La niña dormitaba en un contenedor de basura cuando un hombre muy rico se le acercó… Y lo que descubrió lo dejó completamente conmocionado.

Al escucharla, Igor sintió un nudo en el estómago. Sus pensamientos regresaron de repente al pasado lejano, a la época en que él mismo era un niño solitario e indefenso. Cuando su familia se arruinó y su vida anterior se desvaneció como un sueño. Su resistencia y ambición se habían forjado en la lucha por la supervivencia, pero al mismo tiempo, había perdido la capacidad de empatizar.

—Sé lo que se siente —dijo, con un destello de calidez en sus ojos, normalmente fríos—. Yo también estuve perdido. Pero no deberías quedarte aquí. Te mereces una vida mejor.

Lena lo miró con incredulidad. ¿Cómo podía este hombre, que parecía pertenecer a otro mundo, comprender su dolor? ¿Por qué quería ayudarla?

—¿Por qué quieres ayudarme? —preguntó con recelo.

—Porque he estado donde estás ahora. Sé lo que es ser olvidado —respondió—. No puedo simplemente pasar de largo. Quiero que sepas que existen oportunidades. Y te ayudaré a encontrarlas.

Sus palabras la conmovieron. La chica arqueó las cejas y parte de su desconfianza dio paso a la esperanza. Con cautela, con aprensión, comenzó a considerar la posibilidad de confiar en este desconocido.

—Si de verdad quieres ayudar… —empezó ella, dudando—. ¿Qué puedes hacer?

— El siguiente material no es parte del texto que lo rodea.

impl ChainLink {
    /// Imports a link from one element of a server `sig/get` response.
    ///
    /// # Errors
    ///
    /// [`LinkError::Malformed`] on any parse or cross-check failure.
    pub fn import_from_server(value: &serde_json::Value) -> Result<Self, LinkError> {
        let wire: WireLink = serde_json::from_value(value.clone())
            .map_err(|e| LinkError::malformed(format!("bad wire record: {e}")))?;
        Self::import(wire)
    }

    /// Imports a link from its persisted storage bytes.
    ///
    /// # Errors
    ///
    /// [`LinkError::Malformed`] on any parse or cross-check failure.
    pub fn import_from_storage(bytes: &[u8]) -> Result<Self, LinkError> {
        let wire: WireLink = serde_json::from_slice(bytes)
            .map_err(|e| LinkError::malformed(format!("bad stored record: {e}")))?;
        Self::import(wire)
    }

    /// Imports a wire record, recomputing and cross-checking every
    /// advertised quantity.
    ///
    /// # Errors
    ///
    /// [`LinkError::Malformed`] on any disagreement.
    pub fn import(wire: WireLink) -> Result<Self, LinkError> {
        let payload_bytes = BASE64
            .decode(&wire.payload)
            .map_err(|e| LinkError::malformed(format!("payload is not base64: {e}")))?;
        let signature = BASE64
            .decode(&wire.sig)
            .map_err(|e| LinkError::malformed(format!("signature is not base64: {e}")))?;

        let payload: LinkPayload = serde_json::from_slice(&payload_bytes)
            .map_err(|e| LinkError::malformed(format!("bad payload: {e}")))?;

        if payload.seqno.value() == 0 {
            return Err(LinkError::malformed("seqno must be positive"));
        }
        if payload.seqno != wire.seqno {
            return Err(LinkError::malformed(format!(
                "advertised seqno {} disagrees with payload seqno {}",
                wire.seqno, payload.seqno
            )));
        }
        if payload.kid != wire.kid {
            return Err(LinkError::malformed(
                "advertised kid disagrees with payload kid",
            ));
        }

        let id = LinkId::from_bytes(sha256(&payload_bytes));
        if !bool::from(id.as_bytes().ct_eq(wire.payload_hash.as_bytes())) {
            return Err(LinkError::malformed(
                "payload hash disagrees with advertised link id",
            ));
        }

        let sig_id = SigId::from_bytes(sha256(&signature));
        if !bool::from(sig_id.as_bytes().ct_eq(wire.sig_id.as_bytes())) {
            return Err(LinkError::malformed(
                "signature hash disagrees with advertised sig id",
            ));
        }

        let ctime = Utc
            .timestamp_opt(payload.ctime, 0)
            .single()
            .ok_or_else(|| LinkError::malformed("ctime out of range"))?;

        Ok(Self {
            id,
            sig_id,
            payload_bytes,
            signature,
            payload,
            ctime,
            merkle_path: wire.merkle_path.unwrap_or_default(),
            sig_verified: false,
            hash_verified: false,
            chain_verified: false,
            cki: None,
        })
    }

    /// Rebuilds the wire record. The Merkle path is per-fetch proof data
    /// and is not persisted.
    #[must_use]
    pub fn to_wire(&self) -> WireLink {
        WireLink {
            seqno: self.payload.seqno,
            payload: BASE64.encode(&self.payload_bytes),
            payload_hash: self.id,
            sig: BASE64.encode(&self.signature),
            sig_id: self.sig_id,
            kid: self.payload.kid.clone(),
            merkle_path: None,
        }
    }

    /// The link's content hash.
    #[must_use]
    pub const fn id(&self) -> LinkId {
        self.id
    }

    /// The link's chain position.
    #[must_use]
    pub const fn seqno(&self) -> Seqno {
        self.payload.seqno
    }

    /// Id of the preceding link, absent for an eldest link.
    #[must_use]
    pub const fn prev(&self) -> Option<LinkId> {
        self.payload.prev
    }

    /// The signature id.
    #[must_use]
    pub const fn sig_id(&self) -> SigId {
        self.sig_id
    }

    /// The signing kid.
    #[must_use]
    pub fn signing_kid(&self) -> &Kid {
        &self.payload.kid
    }

    /// Claimed signing time.
    #[must_use]
    pub const fn ctime(&self) -> DateTime<Utc> {
        self.ctime
    }

    /// The parsed payload.
    #[must_use]
    pub const fn payload(&self) -> &LinkPayload {
        &self.payload
    }

    /// Whether the payload signature has verified under its key.
    #[must_use]
    pub const fn sig_verified(&self) -> bool {
        self.sig_verified
    }

    /// Whether the payload hash and signature structure have verified.
    #[must_use]
    pub const fn hash_verified(&self) -> bool {
        self.hash_verified
    }

    /// Whether this link has passed the chain-linkage pass.
    #[must_use]
    pub const fn chain_verified(&self) -> bool {
        self.chain_verified
    }

    pub(crate) fn set_chain_verified(&mut self) {
        self.chain_verified = true;
    }

    /// Verifies the stored payload against the link id and the structural
    /// validity of the signature bytes. Idempotent; does not bind the
    /// signature to a key — that is the subchain pass's job.
    ///
    /// # Errors
    ///
    /// [`LinkError::Malformed`] on hash disagreement or a signature that
    /// is not a valid Ed25519 form.
    pub fn verify_link(&mut self) -> Result<(), LinkError> {
        if self.hash_verified {
            return Ok(());
        }
        let computed = sha256(&self.payload_bytes);
        if !bool::from(computed.ct_eq(self.id.as_bytes())) {
            return Err(LinkError::malformed(
                "payload hash no longer matches link id",
            ));
        }
        Signature::from_slice(&self.signature)
            .map_err(|e| LinkError::malformed(format!("signature not well-formed: {e}")))?;
        self.hash_verified = true;
        Ok(())
    }

    /// Verifies the signature over the payload under the key named by the
    /// signing kid, requiring that key to be live (eldest or previously
    /// delegated) in the replay view.
    ///
    /// # Errors
    ///
    /// [`LinkError::KeySigMismatch`] when the kid has no key material,
    /// [`LinkError::KeyNotLive`] when it is not live at this replay
    /// point, [`LinkError::SigBadSignature`] on cryptographic failure.
    pub fn verify_sig_with_key_family(
        &mut self,
        kf: &KeyFamily,
        cki: &ComputedKeyInfos,
    ) -> Result<(), LinkError> {
        if self.sig_verified {
            return Ok(());
        }

        let kid = self.payload.kid.clone();
        let Some(server_key) = kf.get(&kid) else {
            return Err(LinkError::KeySigMismatch { kid });
        };
        if !cki.is_live(&kid) {
            return Err(LinkError::KeyNotLive { kid });
        }

        let verifying_key = server_key.verifying_key()?;
        let signature = Signature::from_slice(&self.signature).map_err(|_| {
            LinkError::SigBadSignature {
                seqno: self.payload.seqno,
            }
        })?;
        verifying_key
            .verify_strict(&self.payload_bytes, &signature)
            .map_err(|_| LinkError::SigBadSignature {
                seqno: self.payload.seqno,
            })?;

        self.sig_verified = true;
        Ok(())
    }

    /// Asserts the payload's claimed owner.
    ///
    /// # Errors
    ///
    /// [`LinkError::BadUidOrName`] on mismatch.
    pub fn check_name_and_id(&self, username: &str, uid: &Uid) -> Result<(), LinkError> {
        if self.payload.uid != *uid {
            return Err(LinkError::BadUidOrName {
                reason: format!("expected uid {uid}, link claims {}", self.payload.uid),
            });
        }
        if self.payload.username != username {
            return Err(LinkError::BadUidOrName {
                reason: format!(
                    "expected username {username:?}, link claims {:?}",
                    self.payload.username
                ),
            });
        }
        Ok(())
    }

    /// Whether the signing key carries this fingerprint.
    #[must_use]
    pub fn match_fingerprint(&self, fp: &Fingerprint) -> bool {
        self.payload.fingerprint.as_ref() == Some(fp)
    }

    /// Whether the asserted eldest fokid matches `fokid`.
    #[must_use]
    pub fn match_eldest_fokid(&self, fokid: &Fokid) -> bool {
        fokid.matches(&self.to_eldest_fokid())
    }

    /// The triple naming this link's chain position.
    #[must_use]
    pub const fn to_merkle_triple(&self) -> MerkleTriple {
        MerkleTriple::new(self.payload.seqno, self.id, self.sig_id)
    }

    /// The signing key's fokid view.
    #[must_use]
    pub fn to_fokid(&self) -> Fokid {
        Fokid {
            fingerprint: self.payload.fingerprint,
            kid: Some(self.payload.kid.clone()),
        }
    }

    /// The eldest fokid this link asserts it is governed by.
    ///
    /// Falls back to the eldest body's kid for an eldest link, and to
    /// the signing fokid when no assertion is present at all.
    #[must_use]
    pub fn to_eldest_fokid(&self) -> Fokid {
        if self.payload.eldest_kid.is_some() || self.payload.eldest_fingerprint.is_some() {
            return Fokid {
                fingerprint: self.payload.eldest_fingerprint,
                kid: self.payload.eldest_kid.clone(),
            };
        }
        if let LinkBody::Eldest { kid: Some(kid) } = &self.payload.body {
            return Fokid {
                fingerprint: self.payload.fingerprint,
                kid: Some(kid.clone()),
            };
        }
        self.to_fokid()
    }

    /// Cross-checks this link against the Merkle authority's triple.
    ///
    /// Returns `Ok(false)` when this link is not the position the triple
    /// names; `Ok(true)` when it is and the sibling path folds to the
    /// triple's link id.
    ///
    /// # Errors
    ///
    /// [`MerkleError`] when the position matches but the fold does not.
    pub fn check_against_merkle_tree(&self, t: &MerkleTriple) -> Result<bool, LinkError> {
        if self.payload.seqno != t.seqno {
            return Ok(false);
        }
        merkle::verify_path(&self.id, &self.merkle_path, &t.link_id, t.seqno)?;
        Ok(true)
    }

    /// Persists this link by id, returning whether anything was written.
    ///
    /// Already-present links report `false`, which callers use to
    /// short-circuit tail-to-head store walks.
    ///
    /// # Errors
    ///
    /// [`StoreError`] from the underlying store, including cancellation.
    pub fn store(&self, ctx: &Context) -> Result<bool, LinkError> {
        let key = DbKey::new(DbTable::Link, self.id.to_hex());
        if ctx.store.get(&ctx.cancel, &key)?.is_some() {
            return Ok(false);
        }
        let bytes = serde_json::to_vec(&self.to_wire())
            .map_err(|e| LinkError::malformed(format!("encode for storage: {e}")))?;
        ctx.store.put(&ctx.cancel, &key, &bytes)?;
        Ok(true)
    }

    /// The cached computed-key snapshot, when this link ended a verified
    /// subchain replay.
    #[must_use]
    pub fn sig_check_cache(&self) -> Option<Arc<ComputedKeyInfos>> {
        self.cki.clone()
    }

    /// Caches a computed-key snapshot on this link. Written only after a
    /// replay fully succeeds.
    pub fn put_sig_check_cache(&mut self, cki: Arc<ComputedKeyInfos>) {
        self.cki = Some(cki);
    }

    /// Canonical payload bytes with the body's `reverse_sig` field nulled
    /// out; the message a sibkey reverse signature signs.
    pub(crate) fn reverse_sig_base(&self) -> Result<Vec<u8>, LinkError> {
        let mut value: serde_json::Value = serde_json::from_slice(&self.payload_bytes)
            .map_err(|e| LinkError::malformed(format!("bad payload: {e}")))?;
        let body = value
            .get_mut("body")
            .and_then(serde_json::Value::as_object_mut)
            .ok_or_else(|| LinkError::malformed("payload body is not an object"))?;
        body.insert("reverse_sig".to_string(), serde_json::Value::Null);
        serde_json::to_vec(&value)
            .map_err(|e| LinkError::malformed(format!("re-encode payload: {e}")))
    }

    /// The raw signature bytes.
    #[must_use]
    pub fn signature_bytes(&self) -> &[u8] {
        &self.signature
    }
}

Igor sintió que debía dar el primer paso hacia el cambio. Dijo en voz baja:

—Tengo una casa. Puedo ofrecerte alojamiento temporal. Buscaré una escuela donde puedas estudiar. Esto no es solo caridad; es una oportunidad para empezar una nueva vida. Una oportunidad para cambiarlo todo.

Por primera vez en mucho tiempo, un destello de esperanza cruzó el rostro de Lena. Se levantó lentamente y dio un paso hacia él, aún cautelosa, pero ya curiosa.